Among the entries below, find the lines holding "SelectionLevel" and copy them.

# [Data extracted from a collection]
:::::

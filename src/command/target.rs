use crate::document::Scene;
use crate::error::CommandError;
use crate::mesh::{MeshItemKind, MeshMode};
use crate::selection::{geometry, EntityKind, SelectionLevel};
use crate::topology::GlobalId;

/// The entities a command acts on.
///
/// Geometric entities are addressed by global id. Mesh items are addressed
/// by index into one mesh, identified by its owning object's global id and
/// the mesh mode.
#[derive(Debug, Clone, PartialEq, Eq)]
pub enum SelectionTarget {
    Geometry {
        kind: EntityKind,
        ids: Vec<GlobalId>,
    },
    Mesh {
        object: GlobalId,
        mode: MeshMode,
        kind: MeshItemKind,
        indices: Vec<usize>,
    },
}

impl SelectionTarget {
    #[must_use]
    pub fn geometry(kind: EntityKind, ids: Vec<GlobalId>) -> Self {
        Self::Geometry { kind, ids }
    }

    #[must_use]
    pub fn mesh(object: GlobalId, mode: MeshMode, kind: MeshItemKind, indices: Vec<usize>) -> Self {
        Self::Mesh {
            object,
            mode,
            kind,
            indices,
        }
    }

    /// Kind of the addressed entities.
    #[must_use]
    pub fn entity_kind(&self) -> EntityKind {
        match self {
            Self::Geometry { kind, .. } => *kind,
            Self::Mesh { kind, .. } => EntityKind::from_mesh_kind(*kind),
        }
    }

    /// Number of addressed entities.
    #[must_use]
    pub fn len(&self) -> usize {
        match self {
            Self::Geometry { ids, .. } => ids.len(),
            Self::Mesh { indices, .. } => indices.len(),
        }
    }

    #[must_use]
    pub fn is_empty(&self) -> bool {
        self.len() == 0
    }

    /// Mesh indices, empty for geometry targets.
    #[must_use]
    pub fn indices(&self) -> &[usize] {
        match self {
            Self::Geometry { .. } => &[],
            Self::Mesh { indices, .. } => indices,
        }
    }

    /// Geometry ids, empty for mesh targets.
    #[must_use]
    pub fn ids(&self) -> &[GlobalId] {
        match self {
            Self::Geometry { ids, .. } => ids,
            Self::Mesh { .. } => &[],
        }
    }

    /// Checks that every addressed entity exists in `scene`.
    pub(crate) fn validate(&self, scene: &Scene) -> Result<(), CommandError> {
        match self {
            Self::Geometry { kind, ids } => {
                if kind.is_mesh() {
                    return Err(CommandError::LevelMismatch(kind.name()));
                }
                match ids.iter().find(|gid| !geometry::contains(&scene.model, *kind, **gid)) {
                    Some(gid) => Err(CommandError::UnknownEntity(*gid)),
                    None => Ok(()),
                }
            }
            Self::Mesh {
                object,
                mode,
                kind,
                indices,
            } => {
                if scene.object(*object).is_none() {
                    return Err(CommandError::UnknownEntity(*object));
                }
                let mesh = scene.mesh(*object, *mode).ok_or(CommandError::NoTarget)?;
                let len = mesh.count(*kind);
                match indices.iter().find(|&&i| i >= len) {
                    Some(&index) => Err(CommandError::StaleIndex { index, len }),
                    None => Ok(()),
                }
            }
        }
    }

    /// The level a document is in while this target is selected.
    pub(crate) fn level(&self, current: SelectionLevel) -> SelectionLevel {
        let mut level = current;
        level.force(self.entity_kind());
        if let Self::Mesh { mode, .. } = self {
            level.set_mesh_mode(*mode);
        }
        level
    }

    pub(crate) fn selection_vector(&self, scene: &Scene) -> Box<[bool]> {
        match self {
            Self::Geometry { kind, .. } => geometry::selection_vector(&scene.model, *kind),
            Self::Mesh {
                object, mode, kind, ..
            } => scene
                .mesh(*object, *mode)
                .map(|m| m.selection_vector(*kind))
                .unwrap_or_default(),
        }
    }

    pub(crate) fn visibility_vector(&self, scene: &Scene) -> Box<[bool]> {
        match self {
            Self::Geometry { kind, .. } => geometry::visibility_vector(&scene.model, *kind),
            Self::Mesh {
                object, mode, kind, ..
            } => scene
                .mesh(*object, *mode)
                .map(|m| m.visibility_vector(*kind))
                .unwrap_or_default(),
        }
    }

    pub(crate) fn apply_selection_vector(&self, scene: &mut Scene, snapshot: &[bool]) {
        match self {
            Self::Geometry { kind, .. } => {
                geometry::apply_selection_vector(&mut scene.model, *kind, snapshot);
            }
            Self::Mesh {
                object, mode, kind, ..
            } => {
                if let Some(m) = scene.mesh_mut(*object, *mode) {
                    m.apply_selection_vector(*kind, snapshot);
                }
            }
        }
    }

    pub(crate) fn apply_visibility_vector(&self, scene: &mut Scene, snapshot: &[bool]) {
        match self {
            Self::Geometry { kind, .. } => {
                geometry::apply_visibility_vector(&mut scene.model, *kind, snapshot);
            }
            Self::Mesh {
                object, mode, kind, ..
            } => {
                if let Some(m) = scene.mesh_mut(*object, *mode) {
                    m.apply_visibility_vector(*kind, snapshot);
                }
            }
        }
    }

    /// Clears every selection flag of the addressed collection.
    pub(crate) fn clear(&self, scene: &mut Scene) {
        match self {
            Self::Geometry { kind, .. } => geometry::clear_selection(&mut scene.model, *kind),
            Self::Mesh {
                object, mode, kind, ..
            } => {
                if let Some(m) = scene.mesh_mut(*object, *mode) {
                    m.for_each_state_mut(*kind, |_, s| s.selected = false);
                }
            }
        }
    }

    /// Sets the selection flag of the addressed entities.
    pub(crate) fn set_selected(&self, scene: &mut Scene, on: bool) {
        match self {
            Self::Geometry { kind, ids } => geometry::set_selected(&mut scene.model, *kind, ids, on),
            Self::Mesh {
                object,
                mode,
                kind,
                indices,
            } => {
                if let Some(m) = scene.mesh_mut(*object, *mode) {
                    for &i in indices {
                        if let Some(s) = m.state_mut(*kind, i) {
                            s.selected = on;
                        }
                    }
                }
            }
        }
    }

    /// Hides and unselects the addressed entities.
    pub(crate) fn hide(&self, scene: &mut Scene) {
        match self {
            Self::Geometry { kind, ids } => geometry::hide(&mut scene.model, *kind, ids),
            Self::Mesh {
                object,
                mode,
                kind,
                indices,
            } => {
                if let Some(m) = scene.mesh_mut(*object, *mode) {
                    for &i in indices {
                        if let Some(s) = m.state_mut(*kind, i) {
                            s.visible = false;
                            s.selected = false;
                        }
                    }
                }
            }
        }
    }
}
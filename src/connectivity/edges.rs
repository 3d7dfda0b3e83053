use crate::mesh::{Mesh, MeshItem, MeshItemKind, NodeEdgeList};

use super::{is_visited, mark_unvisited, mark_visited, GrowPolicy};

/// Mesh edges reachable from `seed` through shared nodes.
///
/// With an angle tolerance every grown edge's tangent must be within it of
/// the seed's tangent, in either direction, so a curve made of short
/// segments stops once it has turned away from the seed. With partitions respected and a seed on
/// a geometric edge, growth stays on that geometric edge.
pub fn connected_edges(mesh: &mut Mesh, seed: usize, policy: &GrowPolicy) -> Vec<usize> {
    let Some(seed_edge) = mesh.edges.get(seed) else {
        return Vec::new();
    };
    if !seed_edge.is_visible() {
        return Vec::new();
    }
    let seed_gid = seed_edge.gid;
    let min_cos = policy.min_cosine();
    let seed_tangent = mesh.edge_tangent(seed);
    let incidence = NodeEdgeList::new(mesh);

    mark_unvisited(mesh, MeshItemKind::Edge);
    mark_visited(mesh, MeshItemKind::Edge, seed);
    let mut out = Vec::new();
    let mut stack = vec![seed];
    while let Some(ei) = stack.pop() {
        out.push(ei);
        let mut next = Vec::new();
        for &node in &mesh.edges[ei].nodes {
            for &oi in incidence.edges(node) {
                if oi == ei || is_visited(mesh, MeshItemKind::Edge, oi) {
                    continue;
                }
                let other = &mesh.edges[oi];
                if !other.is_visible() {
                    continue;
                }
                if policy.respect_partitions && seed_gid.is_some() && other.gid != seed_gid {
                    continue;
                }
                if let Some(c) = min_cos {
                    let aligned = match (seed_tangent, mesh.edge_tangent(oi)) {
                        (Some(t1), Some(t2)) => t1.dot(&t2).abs() >= c,
                        _ => false,
                    };
                    if !aligned {
                        continue;
                    }
                }
                next.push(oi);
            }
        }
        for oi in next {
            if !is_visited(mesh, MeshItemKind::Edge, oi) {
                mark_visited(mesh, MeshItemKind::Edge, oi);
                stack.push(oi);
            }
        }
    }
    out.sort_unstable();
    out
}
use crate::error::ModelError;
use crate::math::{Isometry3, Point3};
use crate::mesh::{Mesh, MeshMode};

use super::{GEdge, GPart, GSurface, GVertex, GlobalId, RenderMesh, VertexKind};

/// A geometric object: the unit of ownership for parts, surfaces, edges,
/// vertices and the meshes discretizing them.
///
/// All bounding references are local indices into the object's own lists.
#[derive(Debug, Clone)]
pub struct GObject {
    gid: GlobalId,
    pub name: String,
    pub visible: bool,
    pub selected: bool,
    /// Object-to-world placement.
    pub transform: Isometry3,
    pub parts: Vec<GPart>,
    pub surfaces: Vec<GSurface>,
    pub edges: Vec<GEdge>,
    pub vertices: Vec<GVertex>,
    pub render_mesh: RenderMesh,
    /// Volume discretization.
    pub fe_mesh: Option<Mesh>,
    /// Editable surface discretization.
    pub surface_mesh: Option<Mesh>,
}

impl GObject {
    /// Creates an empty, visible object at the origin.
    #[must_use]
    pub fn new(name: impl Into<String>) -> Self {
        Self {
            gid: GlobalId::next(),
            name: name.into(),
            visible: true,
            selected: false,
            transform: Isometry3::identity(),
            parts: Vec::new(),
            surfaces: Vec::new(),
            edges: Vec::new(),
            vertices: Vec::new(),
            render_mesh: RenderMesh::new(),
            fe_mesh: None,
            surface_mesh: None,
        }
    }

    /// The object's own global id.
    #[must_use]
    pub fn gid(&self) -> GlobalId {
        self.gid
    }

    /// Sets the object-to-world placement.
    #[must_use]
    pub fn with_transform(mut self, transform: Isometry3) -> Self {
        self.transform = transform;
        self
    }

    /// Adds a part and returns its local index.
    pub fn add_part(&mut self) -> usize {
        let index = self.parts.len();
        self.parts.push(GPart::new(index));
        index
    }

    /// Adds a surface bounded by the given parts and returns its local index.
    pub fn add_surface(&mut self, parts: [Option<usize>; 2]) -> usize {
        let index = self.surfaces.len();
        self.surfaces.push(GSurface::new(index, parts));
        index
    }

    /// Adds an edge and returns its local index.
    pub fn add_edge(&mut self, vertices: [Option<usize>; 2], surfaces: [Option<usize>; 2]) -> usize {
        let index = self.edges.len();
        self.edges.push(GEdge::new(index, vertices, surfaces));
        index
    }

    /// Adds a vertex and returns its local index.
    pub fn add_vertex(&mut self, position: Point3, kind: VertexKind) -> usize {
        let index = self.vertices.len();
        self.vertices.push(GVertex::new(index, position, kind));
        index
    }

    /// Maps a local point to world coordinates.
    #[must_use]
    pub fn to_world(&self, p: &Point3) -> Point3 {
        self.transform * p
    }

    /// The mesh used at the given mesh mode.
    #[must_use]
    pub fn mesh(&self, mode: MeshMode) -> Option<&Mesh> {
        match mode {
            MeshMode::Volume => self.fe_mesh.as_ref(),
            MeshMode::Surface => self.surface_mesh.as_ref(),
        }
    }

    /// Mutable access to the mesh used at the given mesh mode.
    pub fn mesh_mut(&mut self, mode: MeshMode) -> Option<&mut Mesh> {
        match mode {
            MeshMode::Volume => self.fe_mesh.as_mut(),
            MeshMode::Surface => self.surface_mesh.as_mut(),
        }
    }

    #[must_use]
    pub fn is_part_visible(&self, index: usize) -> bool {
        self.visible && self.parts.get(index).is_some_and(|p| p.visible)
    }

    /// A surface is visible when the object, the surface itself and at
    /// least one bounding part are visible.
    #[must_use]
    pub fn is_surface_visible(&self, index: usize) -> bool {
        let Some(surface) = self.surfaces.get(index) else {
            return false;
        };
        self.visible
            && surface.visible
            && surface
                .parts
                .iter()
                .flatten()
                .any(|&p| self.is_part_visible(p))
    }

    /// An edge is visible when it is not hidden and either bounds no surface
    /// or bounds at least one visible surface.
    #[must_use]
    pub fn is_edge_visible(&self, index: usize) -> bool {
        let Some(edge) = self.edges.get(index) else {
            return false;
        };
        if !self.visible || !edge.visible {
            return false;
        }
        let mut bounded = edge.surfaces.iter().flatten().peekable();
        bounded.peek().is_none() || bounded.any(|&s| self.is_surface_visible(s))
    }

    /// Checks that every bounding reference resolves inside this object and
    /// that local indices are dense.
    ///
    /// # Errors
    ///
    /// Returns [`ModelError::InvalidTopology`] describing the first problem.
    pub fn validate(&self) -> Result<(), ModelError> {
        let bad = |msg: String| Err(ModelError::InvalidTopology(format!("{}: {msg}", self.name)));

        if let Some((i, _)) = self.parts.iter().enumerate().find(|(i, p)| p.index != *i) {
            return bad(format!("part {i} has a non-dense index"));
        }
        for (i, s) in self.surfaces.iter().enumerate() {
            if s.index != i {
                return bad(format!("surface {i} has a non-dense index"));
            }
            if s.parts.iter().flatten().any(|&p| p >= self.parts.len()) {
                return bad(format!("surface {i} references a missing part"));
            }
        }
        for (i, e) in self.edges.iter().enumerate() {
            if e.index != i {
                return bad(format!("edge {i} has a non-dense index"));
            }
            if e.vertices.iter().flatten().any(|&v| v >= self.vertices.len()) {
                return bad(format!("edge {i} references a missing vertex"));
            }
            if e.surfaces.iter().flatten().any(|&s| s >= self.surfaces.len()) {
                return bad(format!("edge {i} references a missing surface"));
            }
        }
        if let Some((i, _)) = self.vertices.iter().enumerate().find(|(i, v)| v.index != *i) {
            return bad(format!("vertex {i} has a non-dense index"));
        }
        let rm = &self.render_mesh;
        if rm.triangles.iter().any(|t| {
            t.surface >= self.surfaces.len() || rm.triangle_points(t).is_none()
        }) {
            return bad("render triangle with a dangling reference".into());
        }
        if rm
            .segments
            .iter()
            .any(|s| s.edge >= self.edges.len() || rm.segment_points(s).is_none())
        {
            return bad("render segment with a dangling reference".into());
        }
        Ok(())
    }
}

:::::

# [Written answer]
use crate::selection::{geometry, EntityKind, SelectionLevel};
    pub(crate) fn level(&self, current: SelectionLevel) -> SelectionLevel {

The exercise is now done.